Here’s the most succinct and high information thing I can contribute.
Right now, each of these AI systems you describe, if they are using deep-learning at all, is using a hand-rolled solution.
You may notice that the general problems these AI systems are trying to solve are all in very similar forms to each other. You have some [measurements] → [some desired eventual outcome or desired classification]. You then need to subdivide the problem into separate submodules, and in many problems the submodules are going to be the same as everyone else’s way to solve the problem.
For example, you are going to want to classify and segment the images from a video feed into a state space of [identity, locations]. So does everyone else.
Similarly at a broader level, even if some of your algorithms have a different state space, the form of your algorithm is the same as everyone else.
And when you talk about your higher level graph—especially for realtime control—your system architecture is actually going to be identical to everyone else’s realtime system. You have a clock, you have deadlines, you have a directed graph, you have safety requirements. This code in particular is really expensive and difficult to get right—something you want to share with everyone else.

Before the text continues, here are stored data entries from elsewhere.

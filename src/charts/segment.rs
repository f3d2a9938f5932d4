//! Segment Share Renderer
//! Pie chart of revenue contribution per customer segment.
//!
//! The figure is produced into an in-memory PNG buffer only; nothing is
//! shown on screen or written to disk.

use std::f64::consts::TAU;

use image::{codecs::png::PngEncoder, ExtendedColorType, ImageEncoder};
use plotters::coord::Shift;
use plotters::prelude::*;
use plotters::style::text_anchor::{HPos, Pos, VPos};
use plotters::style::FontStyle;

use crate::charts::ChartError;
use crate::data::Segment;

const WIDTH: u32 = 700;
const HEIGHT: u32 = 700;

/// Slice colors, mapped 1:1 onto the segment order.
const PALETTE: [RGBColor; 3] = [
    RGBColor(0xF8, 0xD7, 0xDA), // 1-LOW, light rose
    RGBColor(0xFF, 0xE5, 0x99), // 2-MID, light amber
    RGBColor(0xA8, 0xD0, 0x8D), // 3-HIGH, light green
];

/// Renders the segment share pie chart.
pub struct SegmentShareChart;

impl SegmentShareChart {
    /// Render the pie chart into an in-memory PNG.
    pub fn render_png_bytes(segments: &[Segment]) -> Result<Vec<u8>, ChartError> {
        let mut buf = vec![0u8; (WIDTH * HEIGHT * 3) as usize];
        {
            let root = BitMapBackend::with_buffer(&mut buf, (WIDTH, HEIGHT)).into_drawing_area();
            Self::draw(&root, segments)?;
            root.present()?;
        }

        let mut png = Vec::new();
        PngEncoder::new(&mut png).write_image(&buf, WIDTH, HEIGHT, ExtendedColorType::Rgb8)?;
        Ok(png)
    }

    /// Draw the chart onto an arbitrary drawing area.
    pub fn draw<DB: DrawingBackend>(
        root: &DrawingArea<DB, Shift>,
        segments: &[Segment],
    ) -> Result<(), ChartError> {
        root.fill(&WHITE)?;

        let title_style = TextStyle::from(("sans-serif", 20).into_font().style(FontStyle::Bold))
            .pos(Pos::new(HPos::Center, VPos::Top));
        root.draw(&Text::new(
            "Revenue Contribution by Customer Segment",
            (WIDTH as i32 / 2, 20),
            title_style,
        ))?;

        let center = (WIDTH as i32 / 2, HEIGHT as i32 / 2 + 25);
        let radius = 235.0_f64;
        let shares = Self::percent_shares(segments);

        // Slices start at the top and sweep counter-clockwise on screen
        // (decreasing angle in image coordinates).
        let mut cursor = (-90.0_f64).to_radians();

        for (i, (seg, share)) in segments.iter().zip(&shares).enumerate() {
            let sweep = share / 100.0 * TAU;
            let color = PALETTE[i % PALETTE.len()];

            // Sample the arc finely enough that the slice edge looks round.
            let steps = (sweep.to_degrees().ceil() as usize).max(2);
            let mut points = Vec::with_capacity(steps + 2);
            points.push(center);
            for j in 0..=steps {
                let theta = cursor - sweep * j as f64 / steps as f64;
                points.push((
                    center.0 + (radius * theta.cos()).round() as i32,
                    center.1 + (radius * theta.sin()).round() as i32,
                ));
            }
            root.draw(&Polygon::new(points, color.filled()))?;

            let mid = cursor - sweep / 2.0;
            let anchor = Pos::new(HPos::Center, VPos::Center);

            // Percentage annotation inside the slice.
            let pct_pos = (
                center.0 + (radius * 0.62 * mid.cos()).round() as i32,
                center.1 + (radius * 0.62 * mid.sin()).round() as i32,
            );
            let label_style = TextStyle::from(("sans-serif", 16).into_font())
                .color(&BLACK)
                .pos(anchor);
            root.draw(&Text::new(format!("{:.1}%", share), pct_pos, label_style.clone()))?;

            // Segment name just outside the rim.
            let name_pos = (
                center.0 + (radius * 1.14 * mid.cos()).round() as i32,
                center.1 + (radius * 1.14 * mid.sin()).round() as i32,
            );
            root.draw(&Text::new(seg.name, name_pos, label_style))?;

            cursor -= sweep;
        }

        Ok(())
    }

    /// Percentage share of each segment relative to the combined total.
    pub fn percent_shares(segments: &[Segment]) -> Vec<f64> {
        let total: f64 = segments.iter().map(|s| s.total_ltv).sum();
        segments
            .iter()
            .map(|s| {
                if total > 0.0 {
                    s.total_ltv / total * 100.0
                } else {
                    0.0
                }
            })
            .collect()
    }
}

#[cfg(test)]
mod tests {
    use super::*;
    use crate::data::SEGMENTS;

    #[test]
    fn shares_sum_to_one_hundred() {
        let shares = SegmentShareChart::percent_shares(&SEGMENTS);
        assert_eq!(shares.len(), SEGMENTS.len());
        let sum: f64 = shares.iter().sum();
        assert!((sum - 100.0).abs() < 0.1, "shares sum to {sum}");
    }

    #[test]
    fn known_segment_split() {
        let shares = SegmentShareChart::percent_shares(&SEGMENTS);
        let expected = [2.1, 32.1, 65.8];
        for (share, want) in shares.iter().zip(expected) {
            assert!((share - want).abs() < 0.15, "got {share}, want ~{want}");
        }
    }

    #[test]
    fn empty_total_yields_zero_shares() {
        let segments = [
            Segment { name: "A", total_ltv: 0.0 },
            Segment { name: "B", total_ltv: 0.0 },
        ];
        assert_eq!(SegmentShareChart::percent_shares(&segments), vec![0.0, 0.0]);
    }
}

So the next major step forward is platforming. There will be some convergence to a few common platforms (and probably a round of platform wars than ultimately end up with 1-3 winners like every other format and tech war in the past). The platforms will handle:
a. Training and development of common components
b. Payment and cross-licensing agreements
c. Model selection and design
d. Compiling models to target-specific bytecode
e. Systems code for realtime system graphs
f. RTOS, driver components for realtime systems
g. (c&d) will have to be shared in common across a variety of neural network compute platforms. There’s about 100 of them now, Google’s “TPUs” are one of the earlier ones.
h. Probably housekeeping like DRM, updates, etc will end up getting platformed as well.

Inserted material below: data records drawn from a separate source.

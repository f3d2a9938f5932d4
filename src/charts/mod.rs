//! Charts module - chart rendering

mod retention;
mod revenue;
mod segment;

pub use retention::{RetentionChart, RETENTION_FILE_NAME};
pub use revenue::RevenueChart;
pub use segment::SegmentShareChart;

use plotters::drawing::DrawingAreaErrorKind;
use thiserror::Error;

#[derive(Error, Debug)]
pub enum ChartError {
    #[error("Drawing failed: {0}")]
    Draw(String),
    #[error("PNG encoding failed: {0}")]
    Encode(#[from] image::ImageError),
    #[error("I/O error: {0}")]
    Io(#[from] std::io::Error),
}

impl<E: std::error::Error + Send + Sync> From<DrawingAreaErrorKind<E>> for ChartError {
    fn from(err: DrawingAreaErrorKind<E>) -> Self {
        ChartError::Draw(err.to_string())
    }
}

All this reuse means that larger and larger parts of AI systems will be shared with every other AI system. Moreover, common elements—solving the same problem—will automatically get better over timeas the shared parts get updated. This is how you get to a really smart factory robot that doesn’t get fooled by a piece of gum someone dropped—because it classifies it to [trash] because it’s sharing that part of the system with other robotic systems.
There is no economic justification to individually make that robot able to ID unexpected pieces of debris, but if it’s licensing a set of shared components that have this feature baked in, it will have that as well.
As a side note, this is why talk of a possible coming “AI winter” is bullshit. We may not reach AI sentience for many more decades, but there is still enormous room for forward progress.
Thanks for your reply! This is interesting, though I’m a little confused by some parts of it.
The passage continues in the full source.